Baltimore magazine is the oldest, continuously published city magazine in the continental U.S. and was first printed in 1907 by the Baltimore Chamber of Commerce. (File illustration)

Baltimore magazine’s offices became a COVID casualty, but the publication will soldier on.

Officials with the magazine’s parent company, Hunt Valley-based Geppi Family Enterprises, announced to subscribers and advertisers in an email Monday that the magazine covering food and drink, arts and culture, lifestyle and home, news and business and travel and the outdoors in the Baltimore metro area vacated its office in Harbor East in favor of remote publication amid the COVID-19 pandemic.

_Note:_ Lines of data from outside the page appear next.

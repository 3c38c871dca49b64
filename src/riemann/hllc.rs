//! The HLLC solver, after Toro.

use crate::config::RiemannConfig;
use crate::geometry::{mom_flux_has_p, Coord, Direction};
use crate::layout::{GdLayout, PrimLayout, VarLayout};

use super::flux::store_state;
use super::{load_input_states, riemannus, tol, RiemannAux, RiemannState};

/// The four regions of the HLLC wave fan.
#[derive(Clone, Copy, PartialEq, Eq, Debug)]
pub enum Region {
    Left,
    LeftStar,
    RightStar,
    Right,
}

/// Pick the region the interface sits in from the three wave speeds.
pub fn classify(s_l: f64, s_r: f64, s_c: f64) -> Region {
    if s_r <= 0.0 {
        Region::Right
    } else if s_c <= 0.0 {
        Region::RightStar
    } else if s_l < 0.0 {
        Region::LeftStar
    } else {
        Region::Left
    }
}

/// Conserved state of one zone from its primitive state.
pub fn cons_state(q: &[f64], prim: &PrimLayout, vars: &VarLayout, u_state: &mut [f64]) {
    u_state[vars.urho] = q[prim.qrho];
    for axis in 0..3 {
        u_state[vars.mom(axis)] = q[prim.qrho] * q[prim.vel(axis)];
    }
    let ke = 0.5
        * q[prim.qrho]
        * (q[prim.vel(0)] * q[prim.vel(0)]
            + q[prim.vel(1)] * q[prim.vel(1)]
            + q[prim.vel(2)] * q[prim.vel(2)]);
    u_state[vars.ueden] = q[prim.qreint] + ke;
    u_state[vars.ueint] = q[prim.qreint];
    u_state[vars.utemp] = 0.0;
    if let (Some(umr), Some(uml), Some(ump)) = (vars.umr, vars.uml, vars.ump) {
        u_state[umr] = 0.0;
        u_state[uml] = 0.0;
        u_state[ump] = 0.0;
    }
    if let Some(ushk) = vars.ushk {
        u_state[ushk] = 0.0;
    }
    if let (Some(umup), Some(umun)) = (vars.umup, vars.umun) {
        u_state[umup] = 0.0;
        u_state[umun] = 0.0;
    }
    for (n, nqs) in prim.passive_map(vars) {
        u_state[n] = q[prim.qrho] * q[nqs];
    }
}

/// Star-region conserved state behind the wave moving at `s_k`, Toro
/// Eq. 10.39.
pub fn hllc_state(
    dir: Direction,
    s_k: f64,
    s_c: f64,
    q: &[f64],
    prim: &PrimLayout,
    vars: &VarLayout,
    u_hllc: &mut [f64],
) {
    let ax = dir.axes();
    let u_k = q[prim.vel(ax.normal)];

    let hllc_factor = q[prim.qrho] * (s_k - u_k) / (s_k - s_c);

    u_hllc[vars.urho] = hllc_factor;
    u_hllc[vars.mom(ax.normal)] = hllc_factor * s_c;
    u_hllc[vars.mom(ax.t1)] = hllc_factor * q[prim.vel(ax.t1)];
    u_hllc[vars.mom(ax.t2)] = hllc_factor * q[prim.vel(ax.t2)];

    let ke = 0.5
        * (q[prim.vel(0)] * q[prim.vel(0)]
            + q[prim.vel(1)] * q[prim.vel(1)]
            + q[prim.vel(2)] * q[prim.vel(2)]);
    u_hllc[vars.ueden] = hllc_factor
        * (ke
            + q[prim.qreint] / q[prim.qrho]
            + (s_c - u_k) * (s_c + q[prim.qpres] / (q[prim.qrho] * (s_k - u_k))));
    u_hllc[vars.ueint] = hllc_factor * q[prim.qreint] / q[prim.qrho];
    u_hllc[vars.utemp] = 0.0;
    if let (Some(umr), Some(uml), Some(ump)) = (vars.umr, vars.uml, vars.ump) {
        u_hllc[umr] = 0.0;
        u_hllc[uml] = 0.0;
        u_hllc[ump] = 0.0;
    }
    if let Some(ushk) = vars.ushk {
        u_hllc[ushk] = 0.0;
    }
    if let (Some(umup), Some(umun)) = (vars.umup, vars.umun) {
        u_hllc[umup] = 0.0;
        u_hllc[umun] = 0.0;
    }
    for (n, nqs) in prim.passive_map(vars) {
        u_hllc[n] = hllc_factor * q[nqs];
    }
}

/// Physical flux of a conserved state with interface pressure `p`.
///
/// `bnd_fac == 0` zeroes the advective part so walls stay hard.
pub fn compute_flux(
    dir: Direction,
    bnd_fac: f64,
    coord: Coord,
    u_state: &[f64],
    p: f64,
    vars: &VarLayout,
    f_state: &mut [f64],
) {
    let ax = dir.axes();
    let u_flx = u_state[vars.mom(ax.normal)] / u_state[vars.urho] * bnd_fac;

    f_state[vars.urho] = u_state[vars.urho] * u_flx;

    f_state[vars.mom(ax.normal)] = u_state[vars.mom(ax.normal)] * u_flx;
    if mom_flux_has_p(dir, dir, coord) {
        f_state[vars.mom(ax.normal)] += p;
    }
    f_state[vars.mom(ax.t1)] = u_state[vars.mom(ax.t1)] * u_flx;
    f_state[vars.mom(ax.t2)] = u_state[vars.mom(ax.t2)] * u_flx;

    f_state[vars.ueden] = (u_state[vars.ueden] + p) * u_flx;
    f_state[vars.ueint] = u_state[vars.ueint] * u_flx;
    f_state[vars.utemp] = 0.0;
    if let (Some(umr), Some(uml), Some(ump)) = (vars.umr, vars.uml, vars.ump) {
        f_state[umr] = 0.0;
        f_state[uml] = 0.0;
        f_state[ump] = 0.0;
    }
    if let Some(ushk) = vars.ushk {
        f_state[ushk] = 0.0;
    }
    if let (Some(umup), Some(umun)) = (vars.umup, vars.umun) {
        f_state[umup] = 0.0;
        f_state[umun] = 0.0;
    }
    for s in 0..vars.n_species {
        f_state[vars.ufs + s] = u_state[vars.ufs + s] * u_flx;
    }
}

/// HLLC solve from two primitive zone states, writing the interface flux.
///
/// Uses the simplest wave-speed estimates, which hold for a general
/// equation of state; the contact speed is Toro Eq. 10.8.
#[allow(clippy::too_many_arguments)]
pub fn hllc(
    ql: &[f64],
    qr: &[f64],
    gamcl: f64,
    gamcr: f64,
    raux: &RiemannAux,
    dir: Direction,
    coord: Coord,
    prim: &PrimLayout,
    vars: &VarLayout,
    cfg: &RiemannConfig,
    uflx: &mut [f64],
) {
    let ax = dir.axes();
    let iu = prim.vel(ax.normal);

    let rl = ql[prim.qrho].max(cfg.small_dens);
    let ul = ql[iu];
    let pl = ql[prim.qpres].max(cfg.small_pres);

    let rr = qr[prim.qrho].max(cfg.small_dens);
    let ur = qr[iu];
    let pr = qr[prim.qpres].max(cfg.small_pres);

    let cl = (gamcl * pl / rl).sqrt();
    let cr = (gamcr * pr / rr).sqrt();

    // simplest wave-speed estimates
    let s_l = (ul - cl).min(ur - cr);
    let s_r = (ul + cl).max(ur + cr);

    // contact speed, Toro Eq. 10.8
    let mut s_c = (pr - pl + rl * ul * (s_l - ul) - rr * ur * (s_r - ur))
        / (rl * (s_l - ul) - rr * (s_r - ur));

    // symmetry preservation: snap a tiny contact speed to zero
    if s_c.abs() < tol::SMALLU * 0.5 * (ul.abs() + ur.abs()) {
        s_c = 0.0;
    }

    let mut u_state = vec![0.0; vars.n];
    let mut u_hllc_state = vec![0.0; vars.n];

    match classify(s_l, s_r, s_c) {
        Region::Right => {
            cons_state(qr, prim, vars, &mut u_state);
            compute_flux(dir, raux.bnd_fac, coord, &u_state, pr, vars, uflx);
        }
        Region::RightStar => {
            cons_state(qr, prim, vars, &mut u_state);
            compute_flux(dir, raux.bnd_fac, coord, &u_state, pr, vars, uflx);
            hllc_state(dir, s_r, s_c, qr, prim, vars, &mut u_hllc_state);
            for n in 0..vars.n {
                uflx[n] += s_r * (u_hllc_state[n] - u_state[n]);
            }
        }
        Region::LeftStar => {
            cons_state(ql, prim, vars, &mut u_state);
            compute_flux(dir, raux.bnd_fac, coord, &u_state, pl, vars, uflx);
            hllc_state(dir, s_l, s_c, ql, prim, vars, &mut u_hllc_state);
            for n in 0..vars.n {
                uflx[n] += s_l * (u_hllc_state[n] - u_state[n]);
            }
        }
        Region::Left => {
            cons_state(ql, prim, vars, &mut u_state);
            compute_flux(dir, raux.bnd_fac, coord, &u_state, pl, vars, uflx);
        }
    }
}

/// HLLC flux together with the stored interface state, in one call.
///
/// The flux comes from the HLLC fan; the stored state is the two-shock
/// estimate of [`riemannus`], which is what pressure-work terms and
/// diagnostics downstream consume. The estimate is also returned.
#[allow(clippy::too_many_arguments)]
pub fn hllc_with_state(
    ql: &[f64],
    qr: &[f64],
    gamcl: f64,
    gamcr: f64,
    cl: f64,
    cr: f64,
    bnd_fac: f64,
    dir: Direction,
    coord: Coord,
    prim: &PrimLayout,
    vars: &VarLayout,
    gd: &GdLayout,
    cfg: &RiemannConfig,
    uflx: &mut [f64],
    qgdnv: &mut [f64],
) -> RiemannState {
    let (l, r, raux) = load_input_states(ql, qr, gamcl, gamcr, cl, cr, bnd_fac, dir, prim, cfg);
    hllc(ql, qr, gamcl, gamcr, &raux, dir, coord, prim, vars, cfg, uflx);
    let qint = riemannus(&l, &r, &raux, cfg);
    store_state(&qint, dir, prim, gd, qgdnv, cfg.store_full_state);
    qint
}

#[cfg(test)]
mod tests {
    use super::*;
    use crate::config::Capabilities;
    use crate::eos::GammaLaw;
    use float_cmp::assert_approx_eq;

    const GAMMA: f64 = 1.4;

    fn layouts() -> (PrimLayout, VarLayout) {
        let caps = Capabilities::default();
        (PrimLayout::new(1), VarLayout::new(&caps, 1))
    }

    fn zone(prim: &PrimLayout, rho: f64, u: f64, p: f64) -> Vec<f64> {
        let eos = GammaLaw::new(GAMMA);
        let mut q = vec![0.0; prim.n];
        q[prim.qrho] = rho;
        q[prim.vel(0)] = u;
        q[prim.qpres] = p;
        q[prim.qreint] = eos.rhoe_from_pressure(p);
        q[prim.qfs] = 1.0;
        q
    }

    fn aux() -> RiemannAux {
        RiemannAux::new(1.0, 1.0, 1.0)
    }

    #[test]
    fn test_region_classification_is_exhaustive() {
        assert_eq!(classify(-1.0, -0.5, -0.7), Region::Right);
        assert_eq!(classify(-1.0, 1.0, -0.5), Region::RightStar);
        assert_eq!(classify(-1.0, 1.0, 0.0), Region::RightStar);
        assert_eq!(classify(-1.0, 1.0, 0.5), Region::LeftStar);
        assert_eq!(classify(0.5, 1.0, 0.7), Region::Left);
    }

    #[test]
    fn test_uniform_supersonic_gives_upwind_flux() {
        let (prim, vars) = layouts();
        let cfg = RiemannConfig::default();
        let q = zone(&prim, 1.0, 3.0, 1.0);
        let mut f = vec![0.0; vars.n];
        hllc(&q, &q, GAMMA, GAMMA, &aux(), Direction::X, Coord::Cartesian, &prim, &vars, &cfg, &mut f);
        let eos = GammaLaw::new(GAMMA);
        assert_approx_eq!(f64, f[vars.urho], 3.0, ulps = 8);
        assert_approx_eq!(f64, f[vars.mom(0)], 9.0 + 1.0, ulps = 8);
        let rho_e = eos.rhoe_from_pressure(1.0) + 0.5 * 9.0;
        assert_approx_eq!(f64, f[vars.ueden], 3.0 * (rho_e + 1.0), ulps = 8);
        assert_approx_eq!(f64, f[vars.ufs], 3.0, ulps = 8);
    }

    #[test]
    fn test_stationary_contact_has_pressure_flux_only() {
        let (prim, vars) = layouts();
        let cfg = RiemannConfig::default();
        // a contact discontinuity at rest: no advection, only pressure
        let ql = zone(&prim, 1.0, 0.0, 1.0);
        let qr = zone(&prim, 0.5, 0.0, 1.0);
        let mut f = vec![0.0; vars.n];
        hllc(&ql, &qr, GAMMA, GAMMA, &aux(), Direction::X, Coord::Cartesian, &prim, &vars, &cfg, &mut f);
        assert_approx_eq!(f64, f[vars.urho], 0.0);
        assert_approx_eq!(f64, f[vars.mom(0)], 1.0, ulps = 8);
        assert_approx_eq!(f64, f[vars.ueden], 0.0);
        assert_approx_eq!(f64, f[vars.ufs], 0.0);
    }

    #[test]
    fn test_mirrored_input_gives_zero_mass_flux() {
        let (prim, vars) = layouts();
        let cfg = RiemannConfig::default();
        let ql = zone(&prim, 1.0, 0.5, 1.0);
        let qr = zone(&prim, 1.0, -0.5, 1.0);
        let mut f = vec![0.0; vars.n];
        hllc(&ql, &qr, GAMMA, GAMMA, &aux(), Direction::X, Coord::Cartesian, &prim, &vars, &cfg, &mut f);
        assert_approx_eq!(f64, f[vars.urho], 0.0);
        assert_approx_eq!(f64, f[vars.ufs], 0.0);
    }

    #[test]
    fn test_wall_factor_leaves_pressure_only() {
        let (prim, vars) = layouts();
        let cfg = RiemannConfig::default();
        let q = zone(&prim, 1.0, 3.0, 1.0);
        let raux = RiemannAux::new(1.0, 1.0, 0.0);
        let mut f = vec![0.0; vars.n];
        hllc(&q, &q, GAMMA, GAMMA, &raux, Direction::X, Coord::Cartesian, &prim, &vars, &cfg, &mut f);
        assert_approx_eq!(f64, f[vars.urho], 0.0);
        assert_approx_eq!(f64, f[vars.mom(0)], 1.0, ulps = 8);
        assert_approx_eq!(f64, f[vars.ueden], 0.0);
    }

    #[test]
    fn test_hllc_state_conserves_across_the_fan() {
        // Rankine-Hugoniot consistency: F_l + S_l (U*_l - U_l) and
        // F_r + S_r (U*_r - U_r) must agree in the mass slot
        let (prim, vars) = layouts();
        let ql = zone(&prim, 1.0, 0.0, 1.0);
        let qr = zone(&prim, 0.125, 0.0, 0.1);

        let eos = GammaLaw::new(GAMMA);
        let cl = eos.sound_speed(1.0, 1.0);
        let cr = eos.sound_speed(0.1, 8.0);
        let s_l = (0.0 - cl).min(0.0 - cr);
        let s_r = (0.0 + cl).max(0.0 + cr);
        let s_c = (0.1 - 1.0 + 1.0 * 0.0 - 0.125 * 0.0) / (1.0 * s_l - 0.125 * s_r);

        let mut u_l = vec![0.0; vars.n];
        let mut u_r = vec![0.0; vars.n];
        let mut us_l = vec![0.0; vars.n];
        let mut us_r = vec![0.0; vars.n];
        cons_state(&ql, &prim, &vars, &mut u_l);
        cons_state(&qr, &prim, &vars, &mut u_r);
        hllc_state(Direction::X, s_l, s_c, &ql, &prim, &vars, &mut us_l);
        hllc_state(Direction::X, s_r, s_c, &qr, &prim, &vars, &mut us_r);

        let mut f_l = vec![0.0; vars.n];
        let mut f_r = vec![0.0; vars.n];
        compute_flux(Direction::X, 1.0, Coord::Cartesian, &u_l, 1.0, &vars, &mut f_l);
        compute_flux(Direction::X, 1.0, Coord::Cartesian, &u_r, 0.1, &vars, &mut f_r);

        // both star fluxes evaluate the same contact mass flux rho* S_c
        let f_star_from_l = f_l[vars.urho] + s_l * (us_l[vars.urho] - u_l[vars.urho]);
        let f_star_from_r = f_r[vars.urho] + s_r * (us_r[vars.urho] - u_r[vars.urho]);
        assert_approx_eq!(
            f64,
            f_star_from_l / us_l[vars.urho],
            f_star_from_r / us_r[vars.urho],
            epsilon = 1.0e-12
        );
    }

    #[test]
    fn test_with_state_matches_flux_and_stores_estimate() {
        let (prim, vars) = layouts();
        let gd = GdLayout::new(&Capabilities::default());
        let cfg = RiemannConfig::default();
        let eos = GammaLaw::new(GAMMA);
        let q = zone(&prim, 1.0, 3.0, 1.0);
        let c = eos.sound_speed(1.0, 1.0);

        let mut f_direct = vec![0.0; vars.n];
        hllc(&q, &q, GAMMA, GAMMA, &aux(), Direction::X, Coord::Cartesian, &prim, &vars, &cfg, &mut f_direct);

        let mut f = vec![0.0; vars.n];
        let mut qgdnv = vec![0.0; gd.n];
        let qint = hllc_with_state(
            &q, &q, GAMMA, GAMMA, c, c, 1.0, Direction::X, Coord::Cartesian,
            &prim, &vars, &gd, &cfg, &mut f, &mut qgdnv,
        );
        for n in 0..vars.n {
            assert_eq!(f[n].to_bits(), f_direct[n].to_bits());
        }
        // uniform supersonic flow: the stored two-shock estimate reproduces
        // the upwind inputs
        assert_approx_eq!(f64, qint.un, 3.0, ulps = 8);
        assert_approx_eq!(f64, qgdnv[gd.vel(0)], 3.0, ulps = 8);
        assert_approx_eq!(f64, qgdnv[gd.gdpres], 1.0, ulps = 8);
    }
}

“Like many companies, Baltimore magazine has worked remotely for the past 18 months and, much to our surprise, we were highly productive and actually liked it. Journalists and sales people are usually out and about anyway — interviewing sources, going on sales calls, pounding the pavement — so we were never truly cleaved to our desks. Thanks to Zoom, we can now meet and brainstorm regularly. And thanks to the cloud, we can layout and design our magazine virtually,” the email stated.

Baltimore magazine is published monthly by Rosebud Entertainment LLC, a company owned by Steve Geppi and led by its President Michael Teitelbaum. It is the oldest, continuously published city magazine in the continental U.S. and was first printed in 1907 by the Baltimore Chamber of Commerce.

In 1977, Philip Merrill’s Capital-Gazette Communications purchased Baltimore from the Chamber; Merrill sold the magazine to a group of investors in 1992. Geppi acquired the magazine in 1994 and it is a member of the City and Regional Magazine Association (CRMA).

In addition to the monthly print publication, Baltimore magazine publishes daily content on www.baltimoremagazine.com and produces more than 20 events per year.